Seafood Gumbo typically features a combination of shrimp, crab, and sometimes oysters, which give the dish its signature briny sweetness. The seafood is added toward the end of cooking so it remains tender and does not overcook. Okra or filé powder (ground sassafras leaves) is often used as a thickener, giving the gumbo its slightly silky texture.

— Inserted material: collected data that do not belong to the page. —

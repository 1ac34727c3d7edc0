use tracing::debug;

/// Which side of the pair opens negotiation. Assigned by the server in
/// `peer-joined`: the member with longer tenure initiates.
#[derive(Debug, Clone, Copy, PartialEq, Eq)]
pub enum PeerRole {
    Initiator,
    Responder,
}

#[derive(Debug, Clone, Copy, PartialEq, Eq)]
pub enum NegotiationState {
    Idle,
    HaveLocalOffer,
    HaveRemoteOffer,
    Stable,
    Closed,
}

#[derive(Debug, Clone, Copy, PartialEq, Eq)]
pub enum OfferDecision {
    Accept,
    Ignore,
}

#[derive(Debug, Clone, Copy, PartialEq, Eq)]
pub enum AnswerDecision {
    Apply,
    Ignore,
}

/// Per-link negotiation state machine. Holds no media handles; the
/// owning link performs the side effects the decisions call for.
///
/// Collisions resolve by role: an initiator holding an outstanding
/// local offer ignores any incoming offer, while a responder accepts
/// offers from `idle` and `stable`. The roles are asymmetric per pair,
/// so the two sides can never both be waiting on each other.
#[derive(Debug)]
pub struct NegotiationCoordinator {
    role: PeerRole,
    state: NegotiationState,
}

impl NegotiationCoordinator {
    pub fn new(role: PeerRole) -> Self {
        Self {
            role,
            state: NegotiationState::Idle,
        }
    }

    pub fn role(&self) -> PeerRole {
        self.role
    }

    pub fn state(&self) -> NegotiationState {
        self.state
    }

    /// Records that a local offer went out. Valid from `idle` and, for
    /// renegotiation, from `stable`; anywhere else the call is ignored.
    pub fn mark_offer_sent(&mut self) {
        match self.state {
            NegotiationState::Idle | NegotiationState::Stable => {
                self.state = NegotiationState::HaveLocalOffer;
            }
            other => debug!(?other, "offer-sent ignored in this state"),
        }
    }

    /// Decides what to do with an incoming offer.
    pub fn on_remote_offer(&mut self) -> OfferDecision {
        match (self.role, self.state) {
            (PeerRole::Responder, NegotiationState::Idle)
            | (PeerRole::Responder, NegotiationState::Stable) => {
                self.state = NegotiationState::HaveRemoteOffer;
                OfferDecision::Accept
            }
            (PeerRole::Initiator, NegotiationState::HaveLocalOffer) => {
                debug!("conflicting remote offer ignored, local offer stands");
                OfferDecision::Ignore
            }
            _ => OfferDecision::Ignore,
        }
    }

    /// Records that the answer to an accepted offer went out.
    pub fn mark_answer_sent(&mut self) {
        if self.state == NegotiationState::HaveRemoteOffer {
            self.state = NegotiationState::Stable;
        }
    }

    /// Decides what to do with an incoming answer. Only the side with
    /// an outstanding local offer applies it.
    pub fn on_remote_answer(&mut self) -> AnswerDecision {
        if self.state == NegotiationState::HaveLocalOffer {
            self.state = NegotiationState::Stable;
            AnswerDecision::Apply
        } else {
            AnswerDecision::Ignore
        }
    }

    /// Terminal. Every later event is ignored.
    pub fn close(&mut self) {
        self.state = NegotiationState::Closed;
    }
}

The broth is rich, spicy, and deeply layered, often seasoned with cayenne, thyme, bay leaf, and paprika. As it simmers, all the ingredients meld together into a thick, flavorful stew that is traditionally served over white rice or with crusty bread. The rice helps balance the intensity of the broth and makes the dish even more filling.
Seafood Gumbo is especially associated with gatherings, celebrations, and family meals. In Louisiana culture, gumbo is more than just food, it is a symbol of community and heritage, often cooked in large pots meant for sharing.
What makes gumbo so special is its balance of boldness and comfort. The smoky roux, tender seafood, aromatic vegetables, and spices all come together in a way that is both rustic and refined.
Warm, rich, and full of coastal flavor, Seafood Gumbo remains one of the most beloved dishes in Southern cuisine, offering a taste of tradition in every spoonful.

Ingredients
- 1/4 cup olive oil for the roux
- 1/4 cup all-purpose flour for the roux
- 1 cup onion diced
- 1 cup celery diced
- 1 cup red bell pepper diced
- 2 cloves garlic minced
- 12 oz okra sliced
- 1 lb shrimp peeled and deveined
- 8 oz lump crab meat picked over for shells
- 1 tbsp Cajun seasoning
- 4 cups chicken stock
- 2 cups cooked rice for serving
Instructions
- Heat the olive oil in a large pot over medium heat. Add the flour and whisk constantly until the mixture turns a deep brown color to create a roux.
- Add the onions, celery, and bell pepper to the pot, cooking until the vegetables are tender, about 5 minutes.
- Stir in the garlic and cook for another minute until fragrant.
- Add the sliced okra to the pot and cook for an additional 5 minutes.
- Stir in the Cajun seasoning and chicken stock, bringing the mixture to a simmer.
- Add the shrimp and crab meat into the pot and cook for another 10 minutes, or until the shrimp are cooked through.
- Serve the gumbo hot over cooked rice.